» **Aim of the exercise**
Search the data below for the string "super" and copy all lines where it shows up.

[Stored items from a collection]
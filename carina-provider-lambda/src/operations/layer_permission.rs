//! Layer version permission operations
//!
//! A permission is one statement of the layer version's resource policy,
//! addressed by the layer version ARN and its statement id.

use async_trait::async_trait;
use carina_lambda_core::{
    ChangeSet, ProviderError, ProviderResult, SaveContext, SaveFailure, SaveOperation, SaveResult,
    Value, extract,
};

use super::{deleted, not_prepared, remote_failure};
use crate::api::{ApiError, LambdaClient};
use crate::types::LayerPermissionRequest;

const ADD: &str = "add layer version permission";
const REMOVE: &str = "remove layer version permission";
const READ: &str = "get layer version policy";

/// Split `arn:...:layer:<name>:<version>` into the layer ARN and version number
pub(crate) fn split_layer_version_arn(
    arn: &str,
    operation: &'static str,
) -> ProviderResult<(String, i64)> {
    let invalid = || {
        ProviderError::invalid_value(operation, format!("not a layer version ARN: {}", arn))
    };
    let (layer, version) = arn.rsplit_once(':').ok_or_else(invalid)?;
    if !layer.contains(":layer:") {
        return Err(invalid());
    }
    let version = version.parse::<i64>().map_err(|_| invalid())?;
    Ok((layer.to_string(), version))
}

fn addressed(tree: &Value, operation: &'static str) -> ProviderResult<LayerPermissionRequest> {
    let arn = extract::require_string(tree, "$.layerVersionArn", operation)?;
    let (layer_name, version_number) = split_layer_version_arn(&arn, operation)?;
    Ok(LayerPermissionRequest {
        layer_name,
        version_number,
        statement_id: extract::require_string(tree, "$.statementId", operation)?,
        ..Default::default()
    })
}

/// Principal as the caller wrote it: `*`, or the account id of an IAM root ARN
fn principal_of(statement: &serde_json::Value) -> Option<String> {
    match statement.get("Principal")? {
        serde_json::Value::String(p) => Some(p.clone()),
        serde_json::Value::Object(map) => {
            let arn = map.get("AWS")?.as_str()?;
            let account = arn
                .strip_prefix("arn:aws:iam::")
                .and_then(|rest| rest.strip_suffix(":root"))
                .unwrap_or(arn);
            Some(account.to_string())
        }
        _ => None,
    }
}

fn organization_of(statement: &serde_json::Value) -> Option<String> {
    statement
        .pointer("/Condition/StringEquals/aws:PrincipalOrgID")
        .and_then(serde_json::Value::as_str)
        .map(str::to_string)
}

#[derive(Default)]
pub struct AddLayerPermission {
    request: Option<LayerPermissionRequest>,
}

#[async_trait]
impl SaveOperation<LambdaClient> for AddLayerPermission {
    fn name(&self) -> &'static str {
        ADD
    }

    fn prepare(
        &mut self,
        _ctx: &SaveContext,
        tree: &Value,
        _changes: &ChangeSet,
    ) -> ProviderResult<bool> {
        let mut request = addressed(tree, ADD)?;
        request.action = extract::require_string(tree, "$.action", ADD)?;
        request.principal = extract::require_string(tree, "$.principal", ADD)?;
        request.organization_id = extract::optional_string(tree, "$.organizationId");
        self.request = Some(request);
        Ok(true)
    }

    async fn execute(&mut self, mut ctx: SaveContext, client: &LambdaClient) -> SaveResult {
        let Some(request) = self.request.take() else {
            return not_prepared(ctx, ADD);
        };
        match client.add_layer_version_permission(&request).await {
            Ok(out) => {
                ctx.insert_opt("statement", out.statement);
                ctx.insert_opt("revisionId", out.revision_id);
                ctx.set_upstream_id(request.statement_id);
                Ok(ctx)
            }
            Err(err) => remote_failure(ctx, ADD, err),
        }
    }
}

#[derive(Default)]
pub struct RemoveLayerPermission {
    request: Option<LayerPermissionRequest>,
}

#[async_trait]
impl SaveOperation<LambdaClient> for RemoveLayerPermission {
    fn name(&self) -> &'static str {
        REMOVE
    }

    fn prepare(
        &mut self,
        _ctx: &SaveContext,
        tree: &Value,
        _changes: &ChangeSet,
    ) -> ProviderResult<bool> {
        self.request = Some(addressed(tree, REMOVE)?);
        Ok(true)
    }

    async fn execute(&mut self, ctx: SaveContext, client: &LambdaClient) -> SaveResult {
        let Some(request) = self.request.take() else {
            return not_prepared(ctx, REMOVE);
        };
        let result = client
            .remove_layer_version_permission(
                &request.layer_name,
                request.version_number,
                &request.statement_id,
            )
            .await;
        deleted(ctx, REMOVE, result)
    }
}

#[derive(Default)]
pub struct ReadLayerPermission {
    request: Option<LayerPermissionRequest>,
}

#[async_trait]
impl SaveOperation<LambdaClient> for ReadLayerPermission {
    fn name(&self) -> &'static str {
        READ
    }

    fn prepare(
        &mut self,
        _ctx: &SaveContext,
        tree: &Value,
        _changes: &ChangeSet,
    ) -> ProviderResult<bool> {
        self.request = Some(addressed(tree, READ)?);
        Ok(true)
    }

    async fn execute(&mut self, mut ctx: SaveContext, client: &LambdaClient) -> SaveResult {
        let Some(request) = self.request.take() else {
            return not_prepared(ctx, READ);
        };
        let out = match client
            .get_layer_version_policy(&request.layer_name, request.version_number)
            .await
        {
            Ok(out) => out,
            Err(err) => return remote_failure(ctx, READ, err),
        };

        let parsed = out
            .policy
            .as_deref()
            .map(serde_json::from_str::<serde_json::Value>);
        let policy = match parsed {
            Some(Ok(policy)) => policy,
            Some(Err(e)) => {
                return Err(SaveFailure::new(
                    ctx,
                    ProviderError::invalid_value(READ, format!("unreadable policy: {}", e)),
                ));
            }
            None => serde_json::Value::Null,
        };
        let sid = request.statement_id.as_str();
        let statement = policy
            .get("Statement")
            .and_then(serde_json::Value::as_array)
            .and_then(|statements| {
                statements
                    .iter()
                    .find(|s| s.get("Sid").and_then(serde_json::Value::as_str) == Some(sid))
            });
        let Some(statement) = statement else {
            return remote_failure(
                ctx,
                READ,
                ApiError::NotFound(format!("statement {}", request.statement_id)),
            );
        };

        ctx.insert(
            "layerVersionArn",
            format!("{}:{}", request.layer_name, request.version_number),
        );
        ctx.insert("statementId", request.statement_id.clone());
        ctx.insert_opt(
            "action",
            statement
                .get("Action")
                .and_then(serde_json::Value::as_str)
                .map(str::to_string),
        );
        ctx.insert_opt("principal", principal_of(statement));
        ctx.insert_opt("organizationId", organization_of(statement));
        ctx.insert("statement", statement.to_string());
        ctx.insert_opt("revisionId", out.revision_id);
        ctx.set_upstream_id(request.statement_id);
        Ok(ctx)
    }
}

#[cfg(test)]
mod tests {
    use super::*;
    use crate::operations::is_not_found;
    use crate::stub::StubLambda;
    use serde_json::json;

    const ARN: &str = "arn:aws:lambda:us-east-1:123456789012:layer:deps:1";

    fn tree(doc: serde_json::Value) -> Value {
        Value::from_json(&doc).unwrap()
    }

    #[test]
    fn test_split_layer_version_arn() {
        assert_eq!(
            split_layer_version_arn(ARN, ADD).unwrap(),
            ("arn:aws:lambda:us-east-1:123456789012:layer:deps".to_string(), 1)
        );
        assert!(split_layer_version_arn("arn:aws:lambda:us-east-1:1:function:f:1", ADD).is_err());
        assert!(split_layer_version_arn("arn:aws:lambda:us-east-1:1:layer:deps:x", ADD).is_err());
        assert!(split_layer_version_arn("deps", ADD).is_err());
    }

    #[tokio::test]
    async fn add_uses_statement_id_as_upstream_id() {
        let stub = StubLambda::new();
        let tree = tree(json!({
            "layerVersionArn": ARN,
            "statementId": "share",
            "action": "lambda:GetLayerVersion",
            "principal": "*",
            "organizationId": "o-abc"
        }));

        let mut op = AddLayerPermission::default();
        op.prepare(&SaveContext::new(), &tree, &ChangeSet::new()).unwrap();
        let ctx = op.execute(SaveContext::new(), &stub).await.unwrap();

        assert_eq!(ctx.upstream_id(), Some("share"));
        assert_eq!(ctx.get_str("revisionId"), Some("rev-1"));
        let request = stub
            .last::<LayerPermissionRequest>("add_layer_version_permission")
            .unwrap();
        assert_eq!(request.version_number, 1);
        assert_eq!(request.organization_id.as_deref(), Some("o-abc"));
    }

    #[test]
    fn add_requires_principal() {
        let tree = tree(json!({
            "layerVersionArn": ARN,
            "statementId": "share",
            "action": "lambda:GetLayerVersion"
        }));
        let err = AddLayerPermission::default()
            .prepare(&SaveContext::new(), &tree, &ChangeSet::new())
            .unwrap_err();
        assert!(matches!(err, ProviderError::MissingField { .. }));
    }

    #[tokio::test]
    async fn read_finds_statement_in_policy() {
        let stub = StubLambda::new();
        let tree = tree(json!({"layerVersionArn": ARN, "statementId": "share"}));

        let mut op = ReadLayerPermission::default();
        op.prepare(&SaveContext::new(), &tree, &ChangeSet::new()).unwrap();
        let ctx = op.execute(SaveContext::new(), &stub).await.unwrap();

        assert_eq!(ctx.get_str("principal"), Some("*"));
        assert_eq!(ctx.get_str("action"), Some("lambda:GetLayerVersion"));
        assert_eq!(ctx.get_str("layerVersionArn"), Some(ARN));
        assert!(!ctx.contains("organizationId"));
    }

    #[tokio::test]
    async fn read_missing_statement_is_not_found() {
        let stub = StubLambda::new();
        let tree = tree(json!({"layerVersionArn": ARN, "statementId": "other"}));

        let mut op = ReadLayerPermission::default();
        op.prepare(&SaveContext::new(), &tree, &ChangeSet::new()).unwrap();
        let failure = op.execute(SaveContext::new(), &stub).await.unwrap_err();
        assert!(is_not_found(&failure.error));
    }

    #[test]
    fn principal_forms() {
        let account = json!({"Principal": {"AWS": "arn:aws:iam::210987654321:root"}});
        assert_eq!(principal_of(&account).as_deref(), Some("210987654321"));
        let org = json!({"Condition": {"StringEquals": {"aws:PrincipalOrgID": "o-abc"}}});
        assert_eq!(organization_of(&org).as_deref(), Some("o-abc"));
    }
}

» **Exercise solution**
use super::{deleted, not_prepared, remote_failure};
    use super::*;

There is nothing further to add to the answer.